(I have been a bit hit and miss with forum posts lately. The reasons for this relate to several current threads, so I have taking this as an obligation to start a new one that reflects some of these lines of thought in a slightly different context. Partly, my slothful postings betrays the need to carefully manage my own “spoon collection”: Without a lot of reserve, it is not possible to take on an unlimited program. Also, in true spoon tradition, choices must be consciously made--in many cases, for basic survival--that most people are blissfully unaware of. On the other hand, there is the need--for me, at least--to keep working, for many reasons, both material ones and those of human psychology. On the third hand, some days it all comes down to utter fatigue, whence the “pedal” of staying vital hits the “metal” of physical endurance. And yet, all life wants to live. What follows are a few observations on this theme to start us off; I would appreciate the thoughts of all of you.)

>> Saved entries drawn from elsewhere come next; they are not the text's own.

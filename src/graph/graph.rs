//! 带权无向图
//!
//! 邻接表对称存储：每条边在两个端点的邻接表中各存一份，
//! 枚举边时按规范顶点对去重

use super::edge::{EdgeKey, WeightedEdge};
use super::vertex::{Neighbors, VertexKey};
use crate::config::GraphConfig;
use crate::error::{Error, Result};
use indexmap::IndexMap;
use std::collections::HashSet;
use tracing::{debug, trace, warn};

/// 带权无向图
///
/// 不变量：若 `a -> b` 的权重为 `w`，则 `b -> a` 的权重也为 `w`。
/// 顶点和邻居按首次出现的顺序迭代，这一顺序只是存储结构的副产物，
/// 调用方不应依赖它。
#[derive(Debug, Clone)]
pub struct UndirectedGraph<V: VertexKey> {
    /// 顶点 -> 邻接表
    adjacency: IndexMap<V, Neighbors<V>>,
    config: GraphConfig,
}

/// 只比较图结构，配置中的容量提示不参与比较
impl<V: VertexKey> PartialEq for UndirectedGraph<V> {
    fn eq(&self, other: &Self) -> bool {
        self.adjacency == other.adjacency
    }
}

impl<V: VertexKey> Default for UndirectedGraph<V> {
    fn default() -> Self {
        Self::new()
    }
}

impl<V: VertexKey> UndirectedGraph<V> {
    /// 创建空图
    pub fn new() -> Self {
        Self::with_config(GraphConfig::default())
    }

    /// 按配置创建空图
    pub fn with_config(config: GraphConfig) -> Self {
        Self {
            adjacency: IndexMap::with_capacity(config.vertex_capacity),
            config,
        }
    }

    pub fn config(&self) -> &GraphConfig {
        &self.config
    }

    // ==================== 顶点操作 ====================

    /// 确保顶点存在（已存在时不做修改），返回它的邻接表
    fn ensure_vertex(&mut self, id: V) -> &mut Neighbors<V> {
        let capacity = self.config.neighbor_capacity;
        self.adjacency.entry(id).or_insert_with_key(|id| {
            trace!(vertex = ?id, "创建顶点");
            IndexMap::with_capacity(capacity)
        })
    }

    /// 添加孤立顶点，顶点为新建时返回 true
    pub fn add_vertex(&mut self, id: V) -> bool {
        if self.adjacency.contains_key(&id) {
            return false;
        }
        self.ensure_vertex(id);
        true
    }

    pub fn contains_vertex(&self, id: &V) -> bool {
        self.adjacency.contains_key(id)
    }

    /// 获取顶点数量
    pub fn vertex_count(&self) -> usize {
        self.adjacency.len()
    }

    pub fn vertices(&self) -> impl Iterator<Item = &V> + '_ {
        self.adjacency.keys()
    }

    /// 获取顶点的邻居及对应权重，未知顶点返回空迭代器
    pub fn neighbors<'a>(&'a self, id: &V) -> impl Iterator<Item = (&'a V, f64)> + 'a {
        self.adjacency
            .get(id)
            .into_iter()
            .flat_map(|neighbors| neighbors.iter().map(|(n, w)| (n, *w)))
    }

    /// 获取顶点的度（邻接表条目数，自环计一次）
    pub fn degree(&self, id: &V) -> usize {
        self.adjacency.get(id).map(|n| n.len()).unwrap_or(0)
    }

    pub fn is_empty(&self) -> bool {
        self.adjacency.is_empty()
    }

    // ==================== 边操作 ====================

    /// 添加边，已存在的边（任一方向）会被覆盖权重
    ///
    /// 任何 `f64` 都被接受；需要校验权重时使用 [`try_add_edge`](Self::try_add_edge)。
    pub fn add_edge(&mut self, a: V, b: V, weight: f64) {
        trace!(?a, ?b, weight, "插入边");

        let previous = self.ensure_vertex(a.clone()).insert(b.clone(), weight);
        // 自环时两次写入落在同一条目上
        self.ensure_vertex(b.clone()).insert(a.clone(), weight);

        if let Some(previous) = previous {
            debug!(?a, ?b, previous, weight, "覆盖已有边的权重");
        }
    }

    /// 校验权重后添加边，非有限值（NaN、无穷）被拒绝且图保持不变
    pub fn try_add_edge(&mut self, a: V, b: V, weight: f64) -> Result<()> {
        if !weight.is_finite() {
            warn!(?a, ?b, weight, "拒绝非有限的边权重");
            return Err(Error::InvalidWeight { weight });
        }
        self.add_edge(a, b, weight);
        Ok(())
    }

    /// 按顺序批量添加边，同一顶点对后出现的权重生效
    pub fn add_edges_from<I>(&mut self, edges: I)
    where
        I: IntoIterator<Item = (V, V, f64)>,
    {
        for (a, b, weight) in edges {
            self.add_edge(a, b, weight);
        }
    }

    /// 校验后批量添加边，遇到第一条无效边即停止，之前的边保留
    ///
    /// 返回成功添加的边数。
    pub fn try_add_edges_from<I>(&mut self, edges: I) -> Result<usize>
    where
        I: IntoIterator<Item = (V, V, f64)>,
    {
        let mut applied = 0;
        for (a, b, weight) in edges {
            self.try_add_edge(a, b, weight)?;
            applied += 1;
        }
        Ok(applied)
    }

    /// 获取两点之间边的权重
    pub fn weight(&self, a: &V, b: &V) -> Option<f64> {
        self.adjacency.get(a)?.get(b).copied()
    }

    pub fn contains_edge(&self, a: &V, b: &V) -> bool {
        self.weight(a, b).is_some()
    }

    /// 获取逻辑边数量，与 `edges().len()` 一致
    pub fn edge_count(&self) -> usize {
        let (entries, loops) =
            self.adjacency
                .iter()
                .fold((0, 0), |(entries, loops), (vertex, neighbors)| {
                    (
                        entries + neighbors.len(),
                        loops + usize::from(neighbors.contains_key(vertex)),
                    )
                });
        // 普通边存两份，自环只存一份
        (entries + loops) / 2
    }

    /// 枚举所有逻辑边，每个无序顶点对恰好出现一次
    pub fn edges(&self) -> Vec<WeightedEdge<V>> {
        let mut edges = Vec::new();
        let mut visited: HashSet<EdgeKey<&V>> = HashSet::new();

        for (vertex, neighbors) in &self.adjacency {
            for (neighbor, &weight) in neighbors {
                if visited.insert(EdgeKey::new(vertex, neighbor)) {
                    edges.push(WeightedEdge::new(vertex.clone(), neighbor.clone(), weight));
                }
            }
        }

        trace!(count = edges.len(), "枚举边");
        edges
    }
}

impl<V: VertexKey> Extend<(V, V, f64)> for UndirectedGraph<V> {
    fn extend<I: IntoIterator<Item = (V, V, f64)>>(&mut self, iter: I) {
        self.add_edges_from(iter);
    }
}

impl<V: VertexKey> FromIterator<(V, V, f64)> for UndirectedGraph<V> {
    fn from_iter<I: IntoIterator<Item = (V, V, f64)>>(iter: I) -> Self {
        let mut graph = Self::new();
        graph.add_edges_from(iter);
        graph
    }
}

“All life wants to live”? Seems so banal, doesn’t it? Yet the simple tautology of that pronouncement begs contemplation of why this is so.

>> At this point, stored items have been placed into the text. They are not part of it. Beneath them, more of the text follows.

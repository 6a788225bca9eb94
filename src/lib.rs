//! undigraph - 带权无向图
//!
//! 对称存储的邻接表结构，支持：
//! - 顶点与边的插入（重复插入同一顶点对时覆盖权重）
//! - 按规范顶点对去重的边枚举
//! - 可选的权重校验

pub mod config;
pub mod error;
pub mod graph;

// 重导出常用类型
pub use config::GraphConfig;
pub use error::{Error, Result};
pub use graph::{EdgeKey, Neighbors, UndirectedGraph, VertexKey, WeightedEdge};

/// 库版本
pub const VERSION: &str = env!("CARGO_PKG_VERSION");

This last week has been busy for me professionally, and quite draining on many levels. The project concerns the world premiere of a new composition by Jake Heggie, with a libretto by Gene Scheer, entitled Another Sunrise. (The concert was last night; tomorrow and Thursday we do the recording.) Commissioned by Music of Remembrance, and beautifully sung by soprano Caitlyn Lynch, the music is an extraordinary telling of the extraordinary story of the Auschwitz survivor, Krystyna Żywulska. In short, it is a tale of how ordinary people manage to survive, if they do, in the face of unimaginable (and nearly un-tell-able) horrors, in a world where the assumed rules of life no longer make any sense.

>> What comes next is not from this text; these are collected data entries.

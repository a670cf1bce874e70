#![forbid(unsafe_code)]

use std::fmt;
use std::sync::Arc;

use huddle_domain::{ChatMessage, RoomName};
use serde::de::DeserializeOwned;
use serde::{Deserialize, Serialize};
use thiserror::Error;

/// Default maximum inbound frame size in bytes.
pub const DEFAULT_MAX_FRAME_SIZE: usize = 512;

#[derive(Debug, Error)]
pub enum ProtocolError {
	#[error("frame exceeds maximum size: len={len} max={max}")]
	FrameTooLarge { len: usize, max: usize },

	#[error("malformed envelope: {0}")]
	Malformed(#[source] serde_json::Error),

	#[error("unknown frame type: {0}")]
	UnknownType(String),

	#[error("unexpected payload for {kind}: {source}")]
	PayloadShape {
		kind: &'static str,
		#[source]
		source: serde_json::Error,
	},

	#[error("encode frame: {0}")]
	Encode(#[source] serde_json::Error),
}

/// Envelope discriminator (`type` field).
#[derive(Debug, Clone, Copy, PartialEq, Eq, Hash)]
pub enum FrameKind {
	Message,
	Login,
	Error,
	RoomJoin,
}

impl FrameKind {
	pub const fn as_str(self) -> &'static str {
		match self {
			FrameKind::Message => "message",
			FrameKind::Login => "login",
			FrameKind::Error => "error",
			FrameKind::RoomJoin => "room_join",
		}
	}

	pub fn parse(s: &str) -> Option<Self> {
		match s {
			"message" => Some(FrameKind::Message),
			"login" => Some(FrameKind::Login),
			"error" => Some(FrameKind::Error),
			"room_join" => Some(FrameKind::RoomJoin),
			_ => None,
		}
	}
}

impl fmt::Display for FrameKind {
	fn fmt(&self, f: &mut fmt::Formatter<'_>) -> fmt::Result {
		f.write_str(self.as_str())
	}
}

/// `login` payload.
#[derive(Clone, PartialEq, Eq, Serialize, Deserialize)]
pub struct LoginPayload {
	pub username: String,
	pub password: String,
}

impl fmt::Debug for LoginPayload {
	fn fmt(&self, f: &mut fmt::Formatter<'_>) -> fmt::Result {
		f.debug_struct("LoginPayload")
			.field("username", &self.username)
			.field("password", &"<redacted>")
			.finish()
	}
}

/// `room_join` payload, in both directions.
#[derive(Debug, Clone, PartialEq, Eq, Serialize, Deserialize)]
pub struct RoomJoinPayload {
	pub room: String,
}

impl From<&RoomName> for RoomJoinPayload {
	fn from(room: &RoomName) -> Self {
		Self {
			room: room.as_str().to_string(),
		}
	}
}

#[derive(Debug, Deserialize)]
struct RawEnvelope {
	#[serde(rename = "type")]
	kind: String,
	#[serde(default)]
	payload: serde_json::Value,
}

/// Frames sent by participants.
#[derive(Debug, Clone, PartialEq, Eq, Serialize)]
#[serde(tag = "type", content = "payload", rename_all = "snake_case")]
pub enum ClientFrame {
	/// Raw input line: chat text or a `/command`.
	Message(String),
	Login(LoginPayload),
	Error(String),
	RoomJoin(RoomJoinPayload),
}

impl ClientFrame {
	/// Decode an inbound envelope.
	///
	/// The envelope is read first and its payload is then validated against the
	/// shape expected for the declared type.
	pub fn decode(raw: &str) -> Result<Self, ProtocolError> {
		let env: RawEnvelope = serde_json::from_str(raw).map_err(ProtocolError::Malformed)?;
		let kind = FrameKind::parse(&env.kind).ok_or(ProtocolError::UnknownType(env.kind))?;

		match kind {
			FrameKind::Message => payload_as(kind, env.payload).map(ClientFrame::Message),
			FrameKind::Login => payload_as(kind, env.payload).map(ClientFrame::Login),
			FrameKind::Error => payload_as(kind, env.payload).map(ClientFrame::Error),
			FrameKind::RoomJoin => payload_as(kind, env.payload).map(ClientFrame::RoomJoin),
		}
	}

	/// Same as `decode` but rejects frames larger than `max_frame_size` bytes.
	pub fn decode_bounded(raw: &str, max_frame_size: usize) -> Result<Self, ProtocolError> {
		if raw.len() > max_frame_size {
			return Err(ProtocolError::FrameTooLarge {
				len: raw.len(),
				max: max_frame_size,
			});
		}
		Self::decode(raw)
	}

	pub fn kind(&self) -> FrameKind {
		match self {
			ClientFrame::Message(_) => FrameKind::Message,
			ClientFrame::Login(_) => FrameKind::Login,
			ClientFrame::Error(_) => FrameKind::Error,
			ClientFrame::RoomJoin(_) => FrameKind::RoomJoin,
		}
	}

	pub fn encode(&self) -> Result<String, ProtocolError> {
		serde_json::to_string(self).map_err(ProtocolError::Encode)
	}
}

fn payload_as<T: DeserializeOwned>(kind: FrameKind, payload: serde_json::Value) -> Result<T, ProtocolError> {
	serde_json::from_value(payload).map_err(|source| ProtocolError::PayloadShape {
		kind: kind.as_str(),
		source,
	})
}

/// Frames sent by the relay.
#[derive(Debug, Clone, PartialEq, Eq, Serialize, Deserialize)]
#[serde(tag = "type", content = "payload", rename_all = "snake_case")]
pub enum ServerFrame {
	Message(ChatMessage),
	RoomJoin(RoomJoinPayload),
	Error(String),
}

impl ServerFrame {
	/// System notice addressed to `room`.
	pub fn system(text: impl Into<String>, room: RoomName) -> Self {
		ServerFrame::Message(ChatMessage::system(text, room))
	}

	pub fn room_join(room: &RoomName) -> Self {
		ServerFrame::RoomJoin(room.into())
	}

	pub fn kind(&self) -> FrameKind {
		match self {
			ServerFrame::Message(_) => FrameKind::Message,
			ServerFrame::RoomJoin(_) => FrameKind::RoomJoin,
			ServerFrame::Error(_) => FrameKind::Error,
		}
	}

	pub fn encode(&self) -> Result<EncodedFrame, ProtocolError> {
		serde_json::to_string(self)
			.map(EncodedFrame::from)
			.map_err(ProtocolError::Encode)
	}

	pub fn decode(raw: &str) -> Result<Self, ProtocolError> {
		serde_json::from_str(raw).map_err(ProtocolError::Malformed)
	}
}

/// Serialized server frame, shared between every queue it is fanned out to.
#[derive(Debug, Clone, PartialEq, Eq, Hash)]
pub struct EncodedFrame(Arc<str>);

impl EncodedFrame {
	pub fn as_str(&self) -> &str {
		&self.0
	}

	pub fn len(&self) -> usize {
		self.0.len()
	}

	pub fn is_empty(&self) -> bool {
		self.0.is_empty()
	}
}

impl From<String> for EncodedFrame {
	fn from(s: String) -> Self {
		Self(Arc::from(s))
	}
}

impl fmt::Display for EncodedFrame {
	fn fmt(&self, f: &mut fmt::Formatter<'_>) -> fmt::Result {
		f.write_str(&self.0)
	}
}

If this seems vaguely familiar to Weggies, that is precisely my present point. No, our tormentors are not humans who would, for tribal reasons, bring evil upon us; yet, for us, certain rules of life no longer have, shall we say, the imprimatur of authenticity. (Simple modesty is often the first “rule” to go: A couple of years ago, the ideal of discussing personal body parts and processes with absolute strangers would have been unimaginable. But other guides to muddling our way through life also become, in the heat of battle, merely that: “guidelines”, rather than hard and fast rules. In that sense, “All life wants to live”, though still mysterious, becomes decidedly less trite. Life, with all its attendant trials--its aches and pains and hardships and frustrations agonies and woes--is all about our recording another sunrise, every morning, until we don’t.